The attacks of 11 September 2001 provided the “new Pearl Harbor”, described as “the opportunity of ages”. The extremists who have since exploited 11 September come from the era of Ronald Reagan, when far-right groups and “think-tanks” were established to avenge the American “defeat” in Vietnam. In the 1990s, there was an added agenda: to justify the denial of a “peace dividend” following the cold war. The Project for the New American Century was formed, along with the American Enterprise Institute, the Hudson Institute and others that have since merged the ambitions of the Reagan administration with those of the current Bush regime.

One of George W Bush’s “thinkers” is Richard Perle. I interviewed Perle when he was advising Reagan; and when he spoke about “total war”, I mistakenly dismissed him as mad. He recently used the term again in describing America’s “war on terror”. “No stages,” he said. “This is total war. We are fighting a variety of enemies. There are lots of them out there. All this talk about first we are going to do Afghanistan, then we will do Iraq . . . this is entirely the wrong way to go about it. If we just let our vision of the world go forth, and we embrace it entirely and we don’t try to piece together clever diplomacy, but just wage a total war . . . our children will sing great songs about us years from now.”
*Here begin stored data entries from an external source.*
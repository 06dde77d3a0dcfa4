//! Inspect command: validates snapshot text and summarizes it.

use std::path::Path;

use super::read_input;
use crate::domain::{AppError, Snapshot, SnapshotFormat, load_snapshot};

/// What a snapshot would restore.
#[derive(Debug, Clone, PartialEq, Eq)]
pub struct SnapshotReport {
    pub format: SnapshotFormat,
    pub hostname: String,
    pub os_version: String,
    pub arch: String,
    pub scanned_at: Option<String>,
    pub taps: usize,
    pub formulae: usize,
    pub casks: usize,
    pub applications: usize,
    pub vscode_extensions: usize,
    pub node_packages: usize,
    pub pip_packages: usize,
    pub shell_configs: Vec<String>,
    pub ssh_keys: usize,
}

impl SnapshotReport {
    pub fn from_snapshot(snapshot: &Snapshot) -> Self {
        Self {
            format: snapshot.format,
            hostname: snapshot.meta.hostname.clone(),
            os_version: snapshot.meta.os_version.clone(),
            arch: snapshot.meta.arch.clone(),
            scanned_at: snapshot.meta.timestamp.clone(),
            taps: snapshot.homebrew().map_or(0, |brew| brew.taps.len()),
            formulae: snapshot.formula_count(),
            casks: snapshot.cask_count(),
            applications: snapshot.applications.len(),
            vscode_extensions: snapshot.extension_count(),
            node_packages: snapshot.node_package_count(),
            pip_packages: snapshot.pip_package_count(),
            shell_configs: snapshot.terminal.shell_configs.keys().cloned().collect(),
            ssh_keys: snapshot.terminal.ssh.as_ref().map_or(0, |ssh| ssh.keys_found.len()),
        }
    }
}

/// Parse the snapshot at `path` (or stdin for `-`) and report on it.
pub fn execute(path: &Path) -> Result<SnapshotReport, AppError> {
    let raw = read_input(path)?;
    let snapshot = load_snapshot(&raw)?;
    Ok(SnapshotReport::from_snapshot(&snapshot))
}
mod catalog_embedded;
mod script_filesystem;
mod selection_filesystem;

pub use catalog_embedded::EmbeddedToolCatalog;
pub use script_filesystem::FilesystemScriptWriter;
pub use selection_filesystem::FilesystemSelectionStore;
//! Tool catalog loaded from embedded TOML tables.

use include_dir::{Dir, include_dir};
use serde::Deserialize;
use std::collections::BTreeMap;
use tracing::debug;
use url::Url;

use crate::domain::{AppError, Tool, ToolCategory, ToolId, ToolType};
use crate::ports::ToolCatalog;

/// Embedded catalog directory, one table per category.
static CATALOG_DIR: Dir<'_> = include_dir!("$CARGO_MANIFEST_DIR/src/assets/catalog");

/// Layout of a catalog file.
#[derive(Debug, Deserialize)]
#[serde(deny_unknown_fields)]
struct CatalogFile {
    category: String,
    #[serde(default)]
    tools: Vec<CatalogEntry>,
}

#[derive(Debug, Deserialize)]
#[serde(deny_unknown_fields)]
struct CatalogEntry {
    id: String,
    name: String,
    #[serde(rename = "type")]
    tool_type: ToolType,
    install_command: String,
    #[serde(default)]
    description: String,
    icon: Option<String>,
    #[serde(default)]
    popular: bool,
    #[serde(default)]
    dev_pick: bool,
    homepage: Option<String>,
}

/// Read-only catalog compiled into the binary.
pub struct EmbeddedToolCatalog {
    tools: BTreeMap<String, Tool>,
}

impl EmbeddedToolCatalog {
    /// Parse every embedded catalog table.
    pub fn new() -> Result<Self, AppError> {
        let mut files: Vec<(&str, &str)> = Vec::new();
        for file in CATALOG_DIR.files() {
            let path = file.path();
            if path.extension().and_then(|e| e.to_str()) != Some("toml") {
                continue;
            }
            let name = path.to_str().unwrap_or("<catalog>");
            let content = file.contents_utf8().ok_or_else(|| AppError::InvalidCatalog {
                source_file: name.to_string(),
                reason: "file is not valid UTF-8".to_string(),
            })?;
            files.push((name, content));
        }
        Self::from_sources(files)
    }

    /// Build a catalog from `(file name, TOML text)` pairs.
    pub fn from_sources<'a>(
        sources: impl IntoIterator<Item = (&'a str, &'a str)>,
    ) -> Result<Self, AppError> {
        let mut tools = BTreeMap::new();

        for (source_file, content) in sources {
            let invalid = |reason: String| AppError::InvalidCatalog {
                source_file: source_file.to_string(),
                reason,
            };

            let parsed: CatalogFile =
                toml::from_str(content).map_err(|e| invalid(e.to_string()))?;
            let category = ToolCategory::from_name(&parsed.category)
                .ok_or_else(|| invalid(format!("Unknown category '{}'", parsed.category)))?;

            for entry in parsed.tools {
                let tool = entry.into_tool(category).map_err(&invalid)?;
                let key = tool.id.as_str().to_string();
                if tools.contains_key(&key) {
                    return Err(invalid(format!("Duplicate tool id '{}'", key)));
                }
                tools.insert(key, tool);
            }
        }

        debug!(tools = tools.len(), "Loaded tool catalog");
        Ok(Self { tools })
    }
}

impl CatalogEntry {
    fn into_tool(self, category: ToolCategory) -> Result<Tool, String> {
        let id = ToolId::new(&self.id).map_err(|_| format!("Invalid tool id '{}'", self.id))?;
        if self.name.trim().is_empty() {
            return Err(format!("Tool '{}' has an empty name", self.id));
        }
        if self.install_command.trim().is_empty() {
            return Err(format!("Tool '{}' has an empty install command", self.id));
        }
        let homepage = self
            .homepage
            .map(|raw| {
                Url::parse(&raw).map_err(|e| format!("Tool '{}' homepage '{}': {}", self.id, raw, e))
            })
            .transpose()?;

        Ok(Tool {
            id,
            name: self.name,
            category,
            tool_type: self.tool_type,
            install_command: self.install_command,
            description: self.description,
            icon: self.icon,
            popular: self.popular,
            dev_pick: self.dev_pick,
            homepage,
        })
    }
}

impl ToolCatalog for EmbeddedToolCatalog {
    fn get(&self, id: &str) -> Option<&Tool> {
        self.tools.get(id)
    }

    fn list_all(&self) -> Vec<&Tool> {
        self.tools.values().collect()
    }

    fn ids(&self) -> Vec<&str> {
        self.tools.keys().map(String::as_str).collect()
    }
}

#[cfg(test)]
mod tests {
    use super::*;

    #[test]
    fn embedded_catalog_loads() {
        let catalog = EmbeddedToolCatalog::new().expect("embedded catalog parses");

        let node = catalog.get("node").expect("node is in the catalog");
        assert_eq!(node.tool_type, ToolType::Brew);
        assert_eq!(node.canonical_target(), Some("node"));

        for category in ToolCategory::ALL {
            assert!(!catalog.by_category(category).is_empty(), "{} is empty", category);
        }
    }

    #[test]
    fn embedded_entries_are_well_formed() {
        let catalog = EmbeddedToolCatalog::new().unwrap();
        for tool in catalog.list_all() {
            assert!(!tool.install_target().is_empty(), "{} has no target", tool.id);
            if tool.tool_type == ToolType::BrewCask {
                assert!(tool.install_command.starts_with("brew install --cask "));
            }
        }
    }

    #[test]
    fn ids_are_sorted() {
        let catalog = EmbeddedToolCatalog::new().unwrap();
        let ids = catalog.ids();
        let mut sorted = ids.clone();
        sorted.sort();
        assert_eq!(ids, sorted);
    }

    #[test]
    fn duplicate_ids_across_files_rejected() {
        let a = "category = \"cli-tools\"\n[[tools]]\nid = \"jq\"\nname = \"jq\"\ntype = \"brew\"\ninstall_command = \"brew install jq\"\n";
        let b = "category = \"devops\"\n[[tools]]\nid = \"jq\"\nname = \"jq again\"\ntype = \"brew\"\ninstall_command = \"brew install jq\"\n";

        let err = EmbeddedToolCatalog::from_sources([("a.toml", a), ("b.toml", b)])
            .err()
            .expect("duplicate must fail");
        assert!(matches!(err, AppError::InvalidCatalog { ref source_file, .. } if source_file == "b.toml"));
    }

    #[test]
    fn unknown_category_rejected() {
        let raw = "category = \"games\"\n";
        let err = EmbeddedToolCatalog::from_sources([("games.toml", raw)]).err().unwrap();
        assert!(err.to_string().contains("Unknown category 'games'"));
    }

    #[test]
    fn bad_homepage_rejected() {
        let raw = "category = \"cli-tools\"\n[[tools]]\nid = \"jq\"\nname = \"jq\"\ntype = \"brew\"\ninstall_command = \"brew install jq\"\nhomepage = \"not a url\"\n";
        let err = EmbeddedToolCatalog::from_sources([("cli.toml", raw)]).err().unwrap();
        assert!(err.to_string().contains("homepage"));
    }

    #[test]
    fn optional_fields_default() {
        let raw = "category = \"devops\"\n[[tools]]\nid = \"tf\"\nname = \"Terraform\"\ntype = \"custom\"\ninstall_command = \"brew tap hashicorp/tap && brew install hashicorp/tap/terraform\"\n";
        let catalog = EmbeddedToolCatalog::from_sources([("devops.toml", raw)]).unwrap();
        let tool = catalog.get("tf").unwrap();

        assert_eq!(tool.category, ToolCategory::Devops);
        assert!(!tool.popular);
        assert!(tool.homepage.is_none());
        assert_eq!(tool.canonical_target(), None);
    }
}
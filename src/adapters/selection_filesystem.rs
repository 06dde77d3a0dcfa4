use std::fs;
use std::path::Path;

use tracing::debug;

use crate::domain::{AppError, Selection};
use crate::ports::SelectionStore;

/// On-disk encoding of a selection file.
#[derive(Debug, Clone, Copy, PartialEq, Eq)]
enum SelectionFormat {
    Json,
    Yaml,
}

impl SelectionFormat {
    fn for_path(path: &Path) -> Self {
        match path.extension().and_then(|e| e.to_str()).map(str::to_ascii_lowercase).as_deref()
        {
            Some("yml" | "yaml") => SelectionFormat::Yaml,
            _ => SelectionFormat::Json,
        }
    }
}

/// Selection files on the local filesystem, JSON or YAML by extension.
#[derive(Debug, Clone, Default)]
pub struct FilesystemSelectionStore;

impl FilesystemSelectionStore {
    pub fn new() -> Self {
        Self
    }

    /// Decode selection text in the format implied by `path`.
    pub fn decode(path: &Path, content: &str) -> Result<Selection, AppError> {
        let invalid = |details: String| AppError::InvalidSelection {
            path: path.display().to_string(),
            details,
        };
        match SelectionFormat::for_path(path) {
            SelectionFormat::Json => serde_json::from_str(content).map_err(|e| invalid(e.to_string())),
            SelectionFormat::Yaml => serde_yaml::from_str(content).map_err(|e| invalid(e.to_string())),
        }
    }

    /// Encode a selection in the format implied by `path`.
    pub fn encode(path: &Path, selection: &Selection) -> Result<String, AppError> {
        let invalid = |details: String| AppError::InvalidSelection {
            path: path.display().to_string(),
            details,
        };
        match SelectionFormat::for_path(path) {
            SelectionFormat::Json => serde_json::to_string_pretty(selection)
                .map(|mut text| {
                    text.push('\n');
                    text
                })
                .map_err(|e| invalid(e.to_string())),
            SelectionFormat::Yaml => serde_yaml::to_string(selection).map_err(|e| invalid(e.to_string())),
        }
    }
}

impl SelectionStore for FilesystemSelectionStore {
    fn load(&self, path: &Path) -> Result<Selection, AppError> {
        let content = fs::read_to_string(path)?;
        let selection = Self::decode(path, &content)?;
        debug!(path = %path.display(), tools = selection.tools().len(), "Loaded selection");
        Ok(selection)
    }

    fn save(&self, path: &Path, selection: &Selection) -> Result<(), AppError> {
        let content = Self::encode(path, selection)?;
        if let Some(parent) = path.parent().filter(|p| !p.as_os_str().is_empty()) {
            fs::create_dir_all(parent)?;
        }
        fs::write(path, content)?;
        debug!(path = %path.display(), "Saved selection");
        Ok(())
    }
}
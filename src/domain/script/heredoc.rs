//! Heredoc delimiter selection.
//!
//! A heredoc ends at the first line equal to its delimiter, so the delimiter
//! must not appear as a line of the body. The base token is used when it is
//! free; otherwise a suffix derived from the body's SHA-256 is appended and
//! lengthened until no line collides. The result is deterministic per body.

use sha2::{Digest, Sha256};

pub const BASE_DELIMITER: &str = "BASELINE_EOF";

/// Pick a delimiter that does not occur as a line of `body`.
pub fn delimiter_for(body: &str) -> String {
    if !collides(body, BASE_DELIMITER) {
        return BASE_DELIMITER.to_string();
    }

    let digest = hex_digest(body);
    for len in [8, 16, 32, 64] {
        let candidate = format!("{BASE_DELIMITER}_{}", &digest[..len]);
        if !collides(body, &candidate) {
            return candidate;
        }
    }

    // Only reachable when the body lists every hashed candidate on its own line.
    let mut counter = 0usize;
    loop {
        let candidate = format!("{BASE_DELIMITER}_{digest}_{counter}");
        if !collides(body, &candidate) {
            return candidate;
        }
        counter += 1;
    }
}

fn collides(body: &str, delimiter: &str) -> bool {
    body.lines().any(|line| line == delimiter)
}

/// Lowercase hex SHA-256 of `body`.
pub(crate) fn hex_digest(body: &str) -> String {
    Sha256::digest(body.as_bytes()).iter().map(|b| format!("{b:02x}")).collect()
}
Perle is one of the founders of the Project for the New American Century, the PNAC. Other founders include Dick Cheney, now vice-president, Donald Rumsfeld, defence secretary, Paul Wolfowitz, deputy defence secretary, I Lewis Libby, Cheney’s chief of staff, William J Bennett, Reagan’s education secretary, and Zalmay Khalilzad, Bush’s ambassador to Afghanistan. These are the modern chartists of American terrorism.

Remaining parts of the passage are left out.